CHICAMA, Peru — The cold Pacific waters massage my dusty feet as I survey the perfectly peeling break just 60 feet in front of me.
After walking nearly a
mile barefoot over a baking, rocky desert, the sensory release — and
relief — coming from my suffering soles is extreme.
Surfers are a hardy bunch and will put up with all kinds of suffering to catch a wave or two. But it's not usually like this.
For most, wipeouts,
sunburn, sharp coral, and even the risk of a hungry shark mistaking them
for a juicy seal, are all taken as given.
Then there's the
paddling. That's how surfers reach the break, lying face down on their
boards, moving through the water front-crawl style.
It's exhausting, slow work. Along
with leaden arms, an aching back and a crick in your neck, you also have
to avoid having your board slammed into your face by walls of seawater
that pack more horsepower than an NFL lineman.
And all that for what
amounts to a few fleeting seconds of the undeniably thrilling sensation
of harnessing the ocean's power and riding a wave. Even at some of the
world's best-known breaks, a ride can last under 10 seconds.
But not at Chicama. This
remote, windswept break off Peru's arid northern shore is thought to be
the world's longest wave. No one's really sure, but the consensus among
surfers is that its mile-long left is the record-holder. Check out what
surfline.com has to say. Or surfertoday.com's take.
That makes Chicama yet
another surfing highlight along Peru's 1,500-mile coast. Here you'll
find breaks for all levels: from newbies just looking to learn to stand
up to elite big wave riders risking life and limb on stories-high waves.
When Chicama's four
distinct sections connect, which requires a 6-foot-high swell, skillful
surfers who have taken the days needed to study it can catch a ride for
three to five minutes — an eternity in surfing.
That takes them from the
point, an isolated rocky outcrop where the wave starts to peel, to a
long industrial pier, jutting from the tiny fishing town of Chicama, on
the barren coast.
Of course, they still
have that 20-minute walk back to the point, and then the quick 60-second
dash of paddling, to catch their next ride. But, given Chicama's
topography, the paddling-to-surfing time ratio here could not be tinier.

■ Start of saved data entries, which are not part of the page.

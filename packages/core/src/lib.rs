//! Core domain types for the silo runtime.
//!
//! This crate contains shared types used across all packages:
//! - Grain identities and activation addresses
//! - Silo addresses and the membership model
//! - Reminders, streams and persisted state envelopes
//! - Events for real-time observation
//! - The human/character repository contract

mod events;
mod grain;
mod human;
mod reminder;
mod silo;
mod state;
mod stream;

pub use events::SiloEvent;
pub use grain::{ActivationId, DeactivationReason, GrainAddress, GrainId, GrainType, IdParseError};
pub use human::{Character, Episode, Human, HumanInput, HumanRepository};
pub use reminder::{ReminderEntry, ReminderRangeError, TickStatus};
pub use silo::{MembershipEntry, MembershipView, SiloAddress, SiloStatus, Suspicion};
pub use state::GrainState;
pub use stream::{StreamId, StreamItem};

Even when the entire wave isn't breaking, they're still longer than most surfers' fantasies.
"Chicama's waves aren't
just long. They are perfectly shaped. They couldn't break for as long as
they do if they weren't," says Gino "Chato" Guillen, my surf-crazed
neighbor in Lima who has agreed to show me around Chicama.
"You don't need to surf
the whole break to appreciate what's special about this place," adds
Guillen, who is a surf instructor, judge on Latin America's pro circuit
and a tourist guide.
Chicama's waves are also
extremely reliable. While many other famous breaks around the world
vary with the seasons, Chicama can be depended on year round to pump out
beautifully formed breaks, like nature's assembly line.